--- Problem to work on ---
Take the material below and restate it word for word, stopping after the line in which "pub use metrics::Evaluation;" occurs.
______
pub mod config;
pub mod error;
pub mod features;
pub mod metrics;
pub mod record;
pub mod regressor;
pub mod synthetic;


pub use config::TrainingConfig;
pub use error::RevenueError;
pub use features::{denormalize, discover_target_range, normalize, FeatureRange, FeatureScaler};
pub use metrics::Evaluation;
pub use record::{DayFeatures, SalesRecord};
pub use regressor::{FittedRegressor, RevenueRegressor};
pub use synthetic::{generate_year, SalesProfile};

pub type Result<T> = std::result::Result<T, RevenueError>;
______
--- Written response ---
pub mod config;
pub mod error;
pub mod features;
pub mod metrics;
pub mod record;
pub mod regressor;
pub mod synthetic;


pub use config::TrainingConfig;
pub use error::RevenueError;
pub use features::{denormalize, discover_target_range, normalize, FeatureRange, FeatureScaler};
pub use metrics::Evaluation;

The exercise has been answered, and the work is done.